[Stored items]
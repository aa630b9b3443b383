//! # LMS Shared Library
//!
//! Domain types and business rules shared by the API server (`lms-api`) and
//! the background worker (`lms-worker`).
//!
//! ## Module Organization
//!
//! - `models`: database rows and their queries
//! - `db`: connection pool and migrations
//! - `store`: storage ports with Postgres and in-memory implementations
//! - `auth`: tokens, passwords, actors and the access policy
//! - `subscriptions`: the course subscription toggle
//! - `notifications`: course update notification hand-off and throttle
//! - `payments`: payment provider port and checkout orchestration
//! - `validation`: field-level validation shared by the API

pub mod auth;
pub mod db;
pub mod models;
pub mod notifications;
pub mod payments;
pub mod store;
pub mod subscriptions;
pub mod validation;

/// Current version of the shared library
pub const VERSION: &str = env!("CARGO_PKG_VERSION");

#[cfg(test)]
mod tests {
    use super::*;

    #[test]
    fn test_version_is_set() {
        assert!(!VERSION.is_empty());
    }
}
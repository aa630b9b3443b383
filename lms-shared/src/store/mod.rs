//! Storage ports used by the core components
//!
//! The access policy, subscription toggle, notification throttle, payment
//! orchestrator and job handlers only talk to storage through these traits.
//! Two implementations exist:
//!
//! - [`postgres::PgStore`]: production, backed by the sqlx models
//! - [`memory::InMemoryStore`]: tests and local experiments
//!
//! Every trait is object safe and `Send + Sync` so it can sit behind an
//! `Arc<dyn ...>` in application state.

pub mod memory;
pub mod postgres;

use async_trait::async_trait;
use chrono::{DateTime, Duration, Utc};
use uuid::Uuid;

use crate::auth::actor::Role;
use crate::models::job::NewJob;
use crate::models::payment::{CreatePayment, Payment, ProviderSession};
use crate::payments::PaymentTarget;

/// Error type for storage operations
#[derive(Debug, thiserror::Error)]
pub enum StoreError {
    /// A referenced row (user, course, lesson) does not exist
    #[error("Referenced record does not exist")]
    MissingReference,

    /// A job with the same dedupe key is already queued
    #[error("Duplicate job")]
    DuplicateJob,

    /// Database error
    #[error("Database error: {0}")]
    Database(#[from] sqlx::Error),
}

impl StoreError {
    /// Maps foreign key violations to [`StoreError::MissingReference`]
    pub fn from_sqlx(err: sqlx::Error) -> Self {
        if let sqlx::Error::Database(db_err) = &err {
            if db_err.is_foreign_key_violation() {
                return StoreError::MissingReference;
            }
        }
        StoreError::Database(err)
    }
}

pub type StoreResult<T> = Result<T, StoreError>;

/// Account flags needed to build a principal
#[derive(Debug, Clone, Copy, PartialEq, Eq)]
pub struct AccountFlags {
    pub is_staff: bool,
    pub is_superuser: bool,
}

/// Users and their roles
#[async_trait]
pub trait Directory: Send + Sync {
    /// Flags of an active user; None if the user is missing or inactive
    async fn active_account(&self, user_id: Uuid) -> StoreResult<Option<AccountFlags>>;

    /// Role of a user, derived from group membership
    async fn role_of(&self, user_id: Uuid) -> StoreResult<Role>;
}

/// Subscription set primitives
#[async_trait]
pub trait SubscriptionStore: Send + Sync {
    async fn course_exists(&self, course_id: Uuid) -> StoreResult<bool>;

    /// Deletes the pair; true if a row was removed
    async fn remove_subscription(&self, user_id: Uuid, course_id: Uuid) -> StoreResult<bool>;

    /// Inserts the pair unless present; true if this call created it
    ///
    /// Fails with [`StoreError::MissingReference`] if the course is gone.
    async fn insert_subscription_if_absent(&self, user_id: Uuid, course_id: Uuid)
        -> StoreResult<bool>;
}

/// Result of the atomic throttle check
#[derive(Debug, Clone, PartialEq, Eq)]
pub enum StampOutcome {
    /// Course does not exist
    CourseMissing,

    /// Stamp moved to `now` and the job was enqueued
    Stamped { job_id: Uuid },

    /// Window still open; nothing written
    WithinWindow { last_sent_at: DateTime<Utc> },
}

/// Job hand-off to the worker
#[async_trait]
pub trait JobSink: Send + Sync {
    /// Enqueues a job; None if a job with the same dedupe key exists
    async fn enqueue(&self, job: NewJob) -> StoreResult<Option<Uuid>>;
}

/// Throttled notification hand-off
#[async_trait]
pub trait ThrottleStore: Send + Sync {
    /// Atomically: read the course's `last_notification_sent_at`; if it is
    /// NULL or at least `window` before `now`, stamp it with `now` and
    /// enqueue `job`. Concurrent callers for the same course are serialised.
    async fn stamp_and_enqueue_if_elapsed(
        &self,
        course_id: Uuid,
        now: DateTime<Utc>,
        window: Duration,
        job: NewJob,
    ) -> StoreResult<StampOutcome>;
}

/// Title and description of a payable course or lesson
#[derive(Debug, Clone, PartialEq, Eq)]
pub struct TargetDetails {
    pub title: String,
    pub description: String,
}

/// Payment persistence used by the payment orchestrator
#[async_trait]
pub trait PaymentLedger: Send + Sync {
    /// Looks up the paid course or lesson; None if it does not exist
    async fn resolve_target(&self, target: PaymentTarget) -> StoreResult<Option<TargetDetails>>;

    async fn insert_pending_payment(&self, data: CreatePayment) -> StoreResult<Payment>;

    /// Writes provider identifiers; None if the payment vanished meanwhile
    async fn attach_provider_session(
        &self,
        payment_id: Uuid,
        session: &ProviderSession,
    ) -> StoreResult<Option<Payment>>;
}

/// Reads needed by the course notification job
#[async_trait]
pub trait NotificationDirectory: Send + Sync {
    async fn course_title(&self, course_id: Uuid) -> StoreResult<Option<String>>;

    /// Emails of the active subscribers of a course
    async fn subscriber_emails(&self, course_id: Uuid) -> StoreResult<Vec<String>>;
}

/// Account maintenance used by the deactivation job
#[async_trait]
pub trait UserMaintenance: Send + Sync {
    /// Deactivates regular users with `last_login < cutoff`; returns the count
    async fn deactivate_inactive_users(&self, cutoff: DateTime<Utc>) -> StoreResult<u64>;
}
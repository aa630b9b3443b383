//! # LMS API Server Library
//!
//! HTTP surface of the learning management backend: configuration, the
//! axum router, error mapping and route handlers. Domain rules live in
//! `lms-shared`.
//!
//! ## Modules
//!
//! - `app`: `AppState` and the router with its layers
//! - `config`: environment configuration
//! - `error`: `ApiError` and its JSON body
//! - `middleware`: actor resolution and security headers
//! - `routes`: one module per resource

pub mod app;
pub mod config;
pub mod error;
pub mod middleware;
pub mod routes;
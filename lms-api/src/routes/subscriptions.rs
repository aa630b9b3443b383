/// Course subscription toggle
///
/// ```text
/// POST /api/course-subscriptions
/// {"course_id": "..."}
/// ```
///
/// # Response
///
/// ```json
/// {"message": "subscription added", "is_subscribed": true}
/// ```
///
/// Calling it again removes the subscription. A missing course is 404.

use crate::{app::AppState, error::ApiResult};
use axum::{extract::rejection::JsonRejection, extract::State, Extension, Json};
use lms_shared::{
    auth::{actor::Actor, authorization::require_authenticated},
    subscriptions::toggle_subscription,
};
use serde::{Deserialize, Serialize};
use uuid::Uuid;

#[derive(Debug, Deserialize)]
pub struct ToggleRequest {
    #[serde(alias = "course")]
    pub course_id: Uuid,
}

#[derive(Debug, Serialize)]
pub struct ToggleResponse {
    pub message: &'static str,
    pub is_subscribed: bool,
}

pub async fn toggle(
    State(state): State<AppState>,
    Extension(actor): Extension<Actor>,
    body: Result<Json<ToggleRequest>, JsonRejection>,
) -> ApiResult<Json<ToggleResponse>> {
    let user_id = require_authenticated(&actor)?.user_id;
    let Json(req) = body?;

    let outcome = toggle_subscription(&state.store, user_id, req.course_id).await?;

    Ok(Json(ToggleResponse {
        message: outcome.message(),
        is_subscribed: outcome.is_subscribed,
    }))
}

WORK INSTRUCTIONS: Copy each line of the data above exactly as it appears.

EXERCISE RESPONSE:
repository aa630b9b3443b383
//! # LMS Shared Library
//!
//! Domain types and business rules shared by the API server (`lms-api`) and
//! the background worker (`lms-worker`).
//!
//! ## Module Organization
//!
//! - `models`: database rows and their queries
//! - `db`: connection pool and migrations
//! - `store`: storage ports with Postgres and in-memory implementations
//! - `auth`: tokens, passwords, actors and the access policy
//! - `subscriptions`: the course subscription toggle
//! - `notifications`: course update notification hand-off and throttle
//! - `payments`: payment provider port and checkout orchestration
//! - `validation`: field-level validation shared by the API

pub mod auth;
pub mod db;
pub mod models;
pub mod notifications;
pub mod payments;
pub mod store;
pub mod subscriptions;
pub mod validation;

/// Current version of the shared library
pub const VERSION: &str = env!("CARGO_PKG_VERSION");

#[cfg(test)]
mod tests {
    use super::*;

    #[test]
    fn test_version_is_set() {
        assert!(!VERSION.is_empty());
    }
}
repository aa630b9b3443b383
filename lms-shared/src/store/mod.rs
//! Storage ports used by the core components
//!
//! The access policy, subscription toggle, notification throttle, payment
//! orchestrator and job handlers only talk to storage through these traits.
//! Two implementations exist:
//!
//! - [`postgres::PgStore`]: production, backed by the sqlx models
//! - [`memory::InMemoryStore`]: tests and local experiments
//!
//! Every trait is object safe and `Send + Sync` so it can sit behind an
//! `Arc<dyn ...>` in application state.

pub mod memory;
pub mod postgres;

use async_trait::async_trait;
use chrono::{DateTime, Duration, Utc};
use uuid::Uuid;

use crate::auth::actor::Role;
use crate::models::job::NewJob;
use crate::models::payment::{CreatePayment, Payment, ProviderSession};
use crate::payments::PaymentTarget;

/// Error type for storage operations
#[derive(Debug, thiserror::Error)]
pub enum StoreError {
    /// A referenced row (user, course, lesson) does not exist
    #[error("Referenced record does not exist")]
    MissingReference,

    /// A job with the same dedupe key is already queued
    #[error("Duplicate job")]
    DuplicateJob,

    /// Database error
    #[error("Database error: {0}")]
    Database(#[from] sqlx::Error),
}

impl StoreError {
    /// Maps foreign key violations to [`StoreError::MissingReference`]
    pub fn from_sqlx(err: sqlx::Error) -> Self {
        if let sqlx::Error::Database(db_err) = &err {
            if db_err.is_foreign_key_violation() {
                return StoreError::MissingReference;
            }
        }
        StoreError::Database(err)
    }
}

pub type StoreResult<T> = Result<T, StoreError>;

/// Account flags needed to build a principal
#[derive(Debug, Clone, Copy, PartialEq, Eq)]
pub struct AccountFlags {
    pub is_staff: bool,
    pub is_superuser: bool,
}

/// Users and their roles
#[async_trait]
pub trait Directory: Send + Sync {
    /// Flags of an active user; None if the user is missing or inactive
    async fn active_account(&self, user_id: Uuid) -> StoreResult<Option<AccountFlags>>;

    /// Role of a user, derived from group membership
    async fn role_of(&self, user_id: Uuid) -> StoreResult<Role>;
}

/// Subscription set primitives
#[async_trait]
pub trait SubscriptionStore: Send + Sync {
    async fn course_exists(&self, course_id: Uuid) -> StoreResult<bool>;

    /// Deletes the pair; true if a row was removed
    async fn remove_subscription(&self, user_id: Uuid, course_id: Uuid) -> StoreResult<bool>;

    /// Inserts the pair unless present; true if this call created it
    ///
    /// Fails with [`StoreError::MissingReference`] if the course is gone.
    async fn insert_subscription_if_absent(&self, user_id: Uuid, course_id: Uuid)
        -> StoreResult<bool>;
}

/// Result of the atomic throttle check
#[derive(Debug, Clone, PartialEq, Eq)]
pub enum StampOutcome {
    /// Course does not exist
    CourseMissing,

    /// Stamp moved to `now` and the job was enqueued
    Stamped { job_id: Uuid },

    /// Window still open; nothing written
    WithinWindow { last_sent_at: DateTime<Utc> },
}

/// Job hand-off to the worker
#[async_trait]
pub trait JobSink: Send + Sync {
    /// Enqueues a job; None if a job with the same dedupe key exists
    async fn enqueue(&self, job: NewJob) -> StoreResult<Option<Uuid>>;
}

/// Throttled notification hand-off
#[async_trait]
pub trait ThrottleStore: Send + Sync {
    /// Atomically: read the course's `last_notification_sent_at`; if it is
    /// NULL or at least `window` before `now`, stamp it with `now` and
    /// enqueue `job`. Concurrent callers for the same course are serialised.
    async fn stamp_and_enqueue_if_elapsed(
        &self,
        course_id: Uuid,
        now: DateTime<Utc>,
        window: Duration,
        job: NewJob,
    ) -> StoreResult<StampOutcome>;
}

/// Title and description of a payable course or lesson
#[derive(Debug, Clone, PartialEq, Eq)]
pub struct TargetDetails {
    pub title: String,
    pub description: String,
}

/// Payment persistence used by the payment orchestrator
#[async_trait]
pub trait PaymentLedger: Send + Sync {
    /// Looks up the paid course or lesson; None if it does not exist
    async fn resolve_target(&self, target: PaymentTarget) -> StoreResult<Option<TargetDetails>>;

    async fn insert_pending_payment(&self, data: CreatePayment) -> StoreResult<Payment>;

    /// Writes provider identifiers; None if the payment vanished meanwhile
    async fn attach_provider_session(
        &self,
        payment_id: Uuid,
        session: &ProviderSession,
    ) -> StoreResult<Option<Payment>>;
}

/// Reads needed by the course notification job
#[async_trait]
pub trait NotificationDirectory: Send + Sync {
    async fn course_title(&self, course_id: Uuid) -> StoreResult<Option<String>>;

    /// Emails of the active subscribers of a course
    async fn subscriber_emails(&self, course_id: Uuid) -> StoreResult<Vec<String>>;
}

/// Account maintenance used by the deactivation job
#[async_trait]
pub trait UserMaintenance: Send + Sync {
    /// Deactivates regular users with `last_login < cutoff`; returns the count
    async fn deactivate_inactive_users(&self, cutoff: DateTime<Utc>) -> StoreResult<u64>;
}
repository aa630b9b3443b383
//! # LMS API Server Library
//!
//! HTTP surface of the learning management backend: configuration, the
//! axum router, error mapping and route handlers. Domain rules live in
//! `lms-shared`.
//!
//! ## Modules
//!
//! - `app`: `AppState` and the router with its layers
//! - `config`: environment configuration
//! - `error`: `ApiError` and its JSON body
//! - `middleware`: actor resolution and security headers
//! - `routes`: one module per resource

pub mod app;
pub mod config;
pub mod error;
pub mod middleware;
pub mod routes;
filename lms-api/src/routes/subscriptions.rs
repository aa630b9b3443b383
/// Course subscription toggle
///
/// ```text
/// POST /api/course-subscriptions
/// {"course_id": "..."}
/// ```
///
/// # Response
///
/// ```json
/// {"message": "subscription added", "is_subscribed": true}
/// ```
///
/// Calling it again removes the subscription. A missing course is 404.

use crate::{app::AppState, error::ApiResult};
use axum::{extract::rejection::JsonRejection, extract::State, Extension, Json};
use lms_shared::{
    auth::{actor::Actor, authorization::require_authenticated},
    subscriptions::toggle_subscription,
};
use serde::{Deserialize, Serialize};
use uuid::Uuid;

#[derive(Debug, Deserialize)]
pub struct ToggleRequest {
    #[serde(alias = "course")]
    pub course_id: Uuid,
}

#[derive(Debug, Serialize)]
pub struct ToggleResponse {
    pub message: &'static str,
    pub is_subscribed: bool,
}

pub async fn toggle(
    State(state): State<AppState>,
    Extension(actor): Extension<Actor>,
    body: Result<Json<ToggleRequest>, JsonRejection>,
) -> ApiResult<Json<ToggleResponse>> {
    let user_id = require_authenticated(&actor)?.user_id;
    let Json(req) = body?;

    let outcome = toggle_subscription(&state.store, user_id, req.course_id).await?;

    Ok(Json(ToggleResponse {
        message: outcome.message(),
        is_subscribed: outcome.is_subscribed,
    }))
}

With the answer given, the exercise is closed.